It would only need to carry a 100A fault current if somehow this cable were to become faulty. Is that risk manageable by inspecting the cable and making sure the terminations at each end are secure?

If you tried to stuff in another chunky wire into terminals not designed for it, maybe that would make the terminations worse (ie more liable to be high resistance and overheat) rather than better?

I don't think someone will do a CU replacement without doing wiring checks. If you did it yourself you'd need building control signoff, so same difference.

If you got an EICR, I don't think you'd be obliged to do anything about the results (unless it was a rental property or something, or a danger to the network). Then you would know the situation. If it's not actively dangerous (C1) then you wouldn't have to remedy it, although it is good to address C2s.

What problems are you expecting?

Theo

Reply to
Theo

Yes, a fault is unlikely. But the relevant current is kA for a short time, or

100A indefinitely, which might make these wires melt or run red hot respectively.
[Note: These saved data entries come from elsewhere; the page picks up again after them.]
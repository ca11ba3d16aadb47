#[cfg(not(feature = "server"))]
fn main() {
    eprintln!("Build with --features server to enable the HTTP node.");
}

#[cfg(feature = "server")]
use anyhow::{Context, Result};
#[cfg(feature = "server")]
use clap::Parser;
#[cfg(feature = "server")]
use std::path::PathBuf;

#[cfg(feature = "server")]
#[derive(Parser, Debug)]
#[command(name = "autus-node")]
#[command(version, about = "Deterministic state kernel with a REST API", long_about = None)]
struct Args {
    /// Node configuration file (constants, draft limits, server, storage).
    #[arg(short, long)]
    config: Option<PathBuf>,

    /// Override the constants section with a standalone constants file.
    #[arg(long)]
    constants: Option<PathBuf>,

    /// Override the draft limits section with a standalone limits file.
    #[arg(long)]
    draft_limits: Option<PathBuf>,

    #[arg(long)]
    listen: Option<String>,

    /// Directory for the ledger snapshot.
    #[arg(long)]
    data_dir: Option<PathBuf>,

    /// Run without persistence even if the config names a data dir.
    #[arg(long, conflicts_with = "data_dir")]
    in_memory: bool,

    #[arg(long, default_value = "info")]
    log_level: String,
}

#[cfg(feature = "server")]
#[tokio::main]
async fn main() -> Result<()> {
    use autus_core::config::{load_constants, load_draft_limits, NodeConfig};
    use autus_core::http;
    use autus_core::Kernel;
    use std::sync::Arc;
    use tracing::info;
    use tracing_subscriber::layer::SubscriberExt;
    use tracing_subscriber::util::SubscriberInitExt;
    use tracing_subscriber::EnvFilter;

    let args = Args::parse();

    let filter = EnvFilter::try_new(&args.log_level).unwrap_or_else(|_| EnvFilter::new("info"));
    tracing_subscriber::registry()
        .with(filter)
        .with(tracing_subscriber::fmt::layer())
        .init();

    let mut cfg = match &args.config {
        Some(path) => NodeConfig::load(path)
            .with_context(|| format!("failed to load config {}", path.display()))?,
        None => NodeConfig::default(),
    };
    if let Some(path) = &args.constants {
        cfg.constants = load_constants(path)
            .with_context(|| format!("failed to load constants {}", path.display()))?;
    }
    if let Some(path) = &args.draft_limits {
        cfg.draft_limits = load_draft_limits(path)
            .with_context(|| format!("failed to load draft limits {}", path.display()))?;
    }
    if let Some(addr) = args.listen {
        cfg.server.listen_addr = addr;
    }
    if args.data_dir.is_some() {
        cfg.storage.data_dir = args.data_dir;
    }
    if args.in_memory {
        cfg.storage.data_dir = None;
    }

    let kernel = Kernel::from_config(&cfg).context("failed to start kernel")?;
    let live = kernel.state();
    info!(
        tick = live.tick,
        cycle = live.cycle,
        stability = %live.stability,
        markers = kernel.ledger_len(),
        data_dir = ?cfg.storage.data_dir,
        "kernel ready"
    );

    http::serve(&cfg.server.listen_addr, Arc::new(kernel))
        .await
        .with_context(|| format!("http server on {} failed", cfg.server.listen_addr))
}
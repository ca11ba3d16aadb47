// Deterministic state-transition kernel: drafts, a commit gate, a staged
// commit pipeline and a hash-chained ledger that replays bit-for-bit.

pub mod config;
pub mod constants;
pub mod error;
pub mod gate;
#[cfg(feature = "server")]
pub mod http;
pub mod kernel;
pub mod ledger;
pub mod pipeline;
pub mod replay;
pub mod state;
pub mod storage;
pub mod store;
pub mod transition;

// Bumped whenever canonical state bytes or the snapshot layout change.
pub const PROTOCOL_VERSION: u8 = 1;

pub use constants::Constants;
pub use error::KernelError;
pub use kernel::{Clock, FixedClock, Kernel, SystemClock};
pub use ledger::{CommitMarker, HashChainLedger};
pub use state::{Mode, Stability, State};
pub use transition::Event;

/*
Transition math never reads the wall clock or any randomness; marker
timestamps come from an injected `Clock` and are not part of the state hash.
*/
I decline to answer on the grounds it may incriminate me.

Reply to
Roger Hayter

I think the simplest solution is to remove the 6mm cables from the main switch terminals and wire the secondary CU from one of the spare ways (if you have any?). Then you can use an appropriate MCB to protect those wires and everything down stream of that.

Reply to
Tricky Dicky

Henley blocks to split the supply before the CUs?

Owain

Reply to
Owain Lastname

That is simplest, but in that case I could eliminate the secondary CU entirely! But I *lose* the protection from nuisance trips on the main CU.

Reply to
Roger Hayter

I fear that's what I must do! Means taking boards off the wall to get to them, but I think you're right. Couldn't I just use 10mm singles??

Reply to
Roger Hayter

Replace the main switch on the secondary CU with an RCD so nuisance trips on the secondary CU will limit trips too those circuits only

Reply to
Tricky Dicky

Even if you were sizing the cable for 100A at 0.1m distance, I think the only cable smaller than 25mm^2 that would be suitable is 16mm^2 XLPE

Reply to
Andy Burns

The secondary CU already has a modern, type whatever RCD that has never tripped except when tested. But *all* the main CU circuits are protected by a single RCD, so there is no nuisance trip free way on the main CU to connect the secondary CU to.

Reply to
Roger Hayter

Thanks, that's a convincing data point!

Reply to
Roger Hayter

The thing to do would be check by calculation... There are two classes of protection that the wires need - overload and fault (or "short circuit") protection. The overload is handled by the downstream MCB and the nature of the load. So now you only need worry about the (very very slim) chance of a fault between the secondary CU and the main one.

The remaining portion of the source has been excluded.